„Chinesisch untertitelt“

Dokumentarfilmer Klaus Stern über seine Festivalteilnahme in Schanghai.

Der Kasseler Dokumentarfilmer Klaus Stern (41) zeigt seinen Film „Henners Traum“ über die Hofgeismarer Tourismusideen für das geplante Resort Beberbeck nächste Woche bei einem Festival in Schanghai.

Wie kommt „Henners Traum“ nach China?

Klaus Stern: Die AG Dok, quasi die Gewerkschaft der Dokumentarfilmer, wurde von einem deutsch-chinesischen Filmfest in Schanghai angesprochen. Die suchten einen Film über Heimat. Das ist „Henners Traum“. Hinter dem Festival stecken das Generalkonsulat und das Goethe-Institut.

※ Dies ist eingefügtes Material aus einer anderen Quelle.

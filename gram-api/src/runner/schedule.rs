use gram_agents::AlgorithmKind;
use serde::{Deserialize, Serialize};

#[derive(Debug, Clone, Copy, PartialEq, Eq, Serialize, Deserialize)]
#[serde(rename_all = "snake_case")]
pub enum RunnerPhase {
    CollectId,
    CollectOod,
    UpdateRobust,
    CollectAdapt,
    UpdateAdapt,
    Finished,
}

/// Progress through the training schedule. Transitions are a pure function of this struct, so the
/// schedule can be stepped without an environment.
#[derive(Debug, Clone, PartialEq, Serialize, Deserialize)]
pub struct RunnerContext {
    pub algorithm: AlgorithmKind,
    pub max_iterations: usize,
    pub finetune_iterations: usize,
    pub ood_ratio: f64,
    /// Completed RL iterations.
    pub iteration: usize,
    /// Completed adaptation fine-tuning iterations.
    pub adaptation_iteration: usize,
    pub phase: RunnerPhase,
}

impl RunnerContext {
    pub fn new(
        algorithm: AlgorithmKind,
        max_iterations: usize,
        finetune_iterations: usize,
        ood_ratio: f64,
    ) -> Self {
        let mut context = Self {
            algorithm,
            max_iterations,
            finetune_iterations,
            ood_ratio,
            iteration: 0,
            adaptation_iteration: 0,
            phase: RunnerPhase::Finished,
        };
        context.phase = context.rl_phase_or_next();
        context
    }

    /// Iteration `i` collects under adversarial contexts iff `floor((i + 1) * r) > floor(i * r)`,
    /// which spreads a fraction `r` of OOD iterations evenly over training.
    pub fn is_ood_iteration(&self, iteration: usize) -> bool {
        if !self.algorithm.uses_adversary() {
            return false;
        }
        let i = iteration as f64;
        ((i + 1.) * self.ood_ratio).floor() > (i * self.ood_ratio).floor()
    }

    pub fn adaptation_enabled(&self) -> bool {
        self.algorithm.has_adaptation_module() && self.finetune_iterations > 0
    }

    pub fn is_finished(&self) -> bool {
        self.phase == RunnerPhase::Finished
    }

    pub fn finish(&mut self) {
        self.phase = RunnerPhase::Finished;
    }

    fn rl_phase_or_next(&self) -> RunnerPhase {
        if self.iteration < self.max_iterations {
            if self.is_ood_iteration(self.iteration) {
                RunnerPhase::CollectOod
            } else {
                RunnerPhase::CollectId
            }
        } else {
            self.adaptation_phase_or_next()
        }
    }

    fn adaptation_phase_or_next(&self) -> RunnerPhase {
        if self.adaptation_enabled() && self.adaptation_iteration < self.finetune_iterations {
            RunnerPhase::CollectAdapt
        } else {
            RunnerPhase::Finished
        }
    }

    /// Moves to the next phase and returns it.
    pub fn advance(&mut self) -> RunnerPhase {
        self.phase = match self.phase {
            RunnerPhase::CollectId | RunnerPhase::CollectOod => RunnerPhase::UpdateRobust,
            RunnerPhase::UpdateRobust => {
                self.iteration += 1;
                self.rl_phase_or_next()
            }
            RunnerPhase::CollectAdapt => RunnerPhase::UpdateAdapt,
            RunnerPhase::UpdateAdapt => {
                self.adaptation_iteration += 1;
                self.adaptation_phase_or_next()
            }
            RunnerPhase::Finished => RunnerPhase::Finished,
        };
        self.phase
    }
}

#[cfg(test)]
mod test {
    use super::*;

    fn phases(mut context: RunnerContext) -> Vec<RunnerPhase> {
        let mut phases = vec![context.phase];
        while !context.is_finished() {
            phases.push(context.advance());
        }
        phases
    }

    #[test]
    fn rl_then_adaptation() {
        use RunnerPhase::*;
        let context = RunnerContext::new(AlgorithmKind::Gram, 2, 2, 0.5);
        assert_eq!(
            phases(context),
            vec![
                CollectId,
                UpdateRobust,
                CollectOod,
                UpdateRobust,
                CollectAdapt,
                UpdateAdapt,
                CollectAdapt,
                UpdateAdapt,
                Finished
            ]
        );
    }

    #[test]
    fn domain_rand_never_adapts() {
        let context = RunnerContext::new(AlgorithmKind::DomainRand, 3, 100, 0.5);
        let phases = phases(context);
        assert!(!phases.contains(&RunnerPhase::CollectAdapt));
        assert!(!phases.contains(&RunnerPhase::UpdateAdapt));
        assert!(!phases.contains(&RunnerPhase::CollectOod));
    }

    #[test]
    fn ood_fraction_follows_the_ratio() {
        for (ratio, expected) in [(0., 0), (0.25, 25), (0.5, 50), (1., 100)] {
            let context = RunnerContext::new(AlgorithmKind::RobustRl, 100, 0, ratio);
            let ood = (0..100).filter(|i| context.is_ood_iteration(*i)).count();
            assert_eq!(ood, expected, "ratio {ratio}");
        }
        let contextual = RunnerContext::new(AlgorithmKind::ContextualRl, 100, 0, 1.);
        assert!((0..100).all(|i| !contextual.is_ood_iteration(i)));
    }

    #[test]
    fn zero_iterations() {
        let context = RunnerContext::new(AlgorithmKind::Gram, 0, 0, 0.5);
        assert!(context.is_finished());
        let context = RunnerContext::new(AlgorithmKind::GramSeparate, 0, 1, 0.5);
        assert_eq!(context.phase, RunnerPhase::CollectAdapt);
    }
}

Wie wird der Film gezeigt?

Stern: Er ist auf Instituts- Kosten chinesisch untertitelt worden, ich stelle ihn vor. Das Festival zeigt zur Hälfte deutsche und zur Hälfte chinesische Beiträge. Ich bin eine Woche vor Ort und möchte viele Kontakte knüpfen.

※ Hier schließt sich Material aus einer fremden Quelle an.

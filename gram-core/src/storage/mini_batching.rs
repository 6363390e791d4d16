use crate::{
    error::{GramError, Result},
    rng::RNG,
};
use candle_core::{Device, Tensor};
use rand::seq::SliceRandom;

/// Flattened `(time x instance)` view of a full rollout, rows laid out as `t * num_envs + env`.
#[derive(Debug, Clone)]
pub struct FlatRollout {
    pub observations: Tensor,
    pub contexts: Option<Tensor>,
    pub histories: Option<Tensor>,
    pub actions: Tensor,
    pub old_means: Tensor,
    pub old_stds: Tensor,
    pub old_log_probs: Tensor,
    pub old_values: Tensor,
    pub advantages: Option<Tensor>,
    pub returns: Option<Tensor>,
}

#[derive(Debug, Clone)]
pub struct MiniBatch {
    /// Rows of the flattened rollout this batch was gathered from.
    pub indices: Vec<usize>,
    pub observations: Tensor,
    pub contexts: Option<Tensor>,
    pub histories: Option<Tensor>,
    pub actions: Tensor,
    pub old_means: Tensor,
    pub old_stds: Tensor,
    pub old_log_probs: Tensor,
    pub old_values: Tensor,
    pub advantages: Option<Tensor>,
    pub returns: Option<Tensor>,
}

impl MiniBatch {
    pub fn len(&self) -> usize {
        self.indices.len()
    }

    pub fn is_empty(&self) -> bool {
        self.indices.is_empty()
    }

    pub fn advantages(&self) -> Result<&Tensor> {
        self.advantages.as_ref().ok_or_else(|| {
            GramError::Config("mini-batch has no advantages, compute returns first".to_owned())
        })
    }

    pub fn returns(&self) -> Result<&Tensor> {
        self.returns.as_ref().ok_or_else(|| {
            GramError::Config("mini-batch has no returns, compute returns first".to_owned())
        })
    }
}

/// Lazy sequence of shuffled mini-batches over `num_epochs` passes of a rollout.
///
/// Each epoch reshuffles the full index space and splits it into `num_mini_batches` batches
/// whose sizes differ by at most one, so every sample is visited exactly once per epoch.
#[derive(Debug, Clone)]
pub struct MiniBatchGenerator {
    rollout: FlatRollout,
    permutation: Vec<usize>,
    num_mini_batches: usize,
    num_epochs: usize,
    epoch: usize,
    batch: usize,
    device: Device,
}

impl MiniBatchGenerator {
    pub fn new(
        rollout: FlatRollout,
        num_samples: usize,
        num_mini_batches: usize,
        num_epochs: usize,
    ) -> Result<Self> {
        if num_mini_batches == 0 || num_mini_batches > num_samples {
            return Err(GramError::Config(format!(
                "cannot split {num_samples} samples into {num_mini_batches} mini-batches"
            )));
        }
        let device = rollout.observations.device().clone();
        Ok(Self {
            rollout,
            permutation: (0..num_samples).collect(),
            num_mini_batches,
            num_epochs,
            epoch: 0,
            batch: 0,
            device,
        })
    }

    pub fn num_samples(&self) -> usize {
        self.permutation.len()
    }

    pub fn epoch(&self) -> usize {
        self.epoch
    }

    pub fn total_batches(&self) -> usize {
        self.num_epochs * self.num_mini_batches
    }

    /// Starts over from the first epoch. The next batch triggers a fresh shuffle.
    pub fn restart(&mut self) {
        self.epoch = 0;
        self.batch = 0;
    }

    fn batch_bounds(&self, batch: usize) -> (usize, usize) {
        let num_samples = self.num_samples();
        (
            batch * num_samples / self.num_mini_batches,
            (batch + 1) * num_samples / self.num_mini_batches,
        )
    }

    fn gather(&self, indices: Vec<usize>) -> Result<MiniBatch> {
        let idx: Vec<u32> = indices.iter().map(|i| *i as u32).collect();
        let idx = Tensor::from_vec(idx, indices.len(), &self.device)?;
        let select = |t: &Tensor| t.index_select(&idx, 0);
        let select_opt = |t: &Option<Tensor>| t.as_ref().map(select).transpose();
        let rollout = &self.rollout;
        Ok(MiniBatch {
            observations: select(&rollout.observations)?,
            contexts: select_opt(&rollout.contexts)?,
            histories: select_opt(&rollout.histories)?,
            actions: select(&rollout.actions)?,
            old_means: select(&rollout.old_means)?,
            old_stds: select(&rollout.old_stds)?,
            old_log_probs: select(&rollout.old_log_probs)?,
            old_values: select(&rollout.old_values)?,
            advantages: select_opt(&rollout.advantages)?,
            returns: select_opt(&rollout.returns)?,
            indices,
        })
    }
}

impl Iterator for MiniBatchGenerator {
    type Item = Result<MiniBatch>;

    fn next(&mut self) -> Option<Self::Item> {
        if self.epoch >= self.num_epochs {
            return None;
        }
        if self.batch == 0 {
            RNG.with_borrow_mut(|rng| self.permutation.shuffle(rng));
        }
        let (start, end) = self.batch_bounds(self.batch);
        let indices = self.permutation[start..end].to_vec();
        self.batch += 1;
        if self.batch == self.num_mini_batches {
            self.batch = 0;
            self.epoch += 1;
        }
        Some(self.gather(indices))
    }
}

Beim Kasseler Dokumentarfilm- und Videofest läuft heute „Andreas Baader - Das Leben eines Staatsfeindes“. Das ist eine veränderte Version Ihrer Doku von 2003. Was ist neu?

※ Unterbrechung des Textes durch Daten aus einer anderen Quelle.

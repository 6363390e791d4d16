use tracing_subscriber::EnvFilter;

/// Installs a formatting subscriber filtered by `RUST_LOG` (default `info`). Calling it again,
/// or after another subscriber was installed, is a no-op.
pub fn init_tracing() {
    let filter = EnvFilter::try_from_default_env().unwrap_or_else(|_| EnvFilter::new("info"));
    let _ = tracing_subscriber::fmt()
        .with_env_filter(filter)
        .with_target(false)
        .try_init();
}
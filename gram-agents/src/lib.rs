pub mod actor_critic;
pub mod adaptation;
pub mod adversary;
pub mod algorithm;
pub mod policy;
pub mod ppo;

pub use actor_critic::{ActorCritic, ActorCriticBuilder, ActorCriticConfig, LatentSource};
pub use adversary::{Adversary, AdversaryConfig};
pub use algorithm::AlgorithmKind;
pub use policy::{ActionSample, PolicyEvaluation, PolicyInput, TrainablePolicy};
pub use ppo::{Ppo, PpoConfig, UpdateStats};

Stern: Zum ersten Mal sind Liebesbriefe Baaders zu sehen, die ich von seiner Freundin gekauft habe. Ich habe neues Material eingebaut, den Film komplett neu geschnitten, er ist 15 Minuten länger. Und mit mir ist der Richter nach 33 Jahren erstmals wieder in den Gerichtssaal gegangen. Das fiel ihm nicht leicht. (fra)

„Andreas Baader“, heute, 22.15 Uhr, beim Kasseler Dokfest, Bali-Kino, Kulturbahnhof.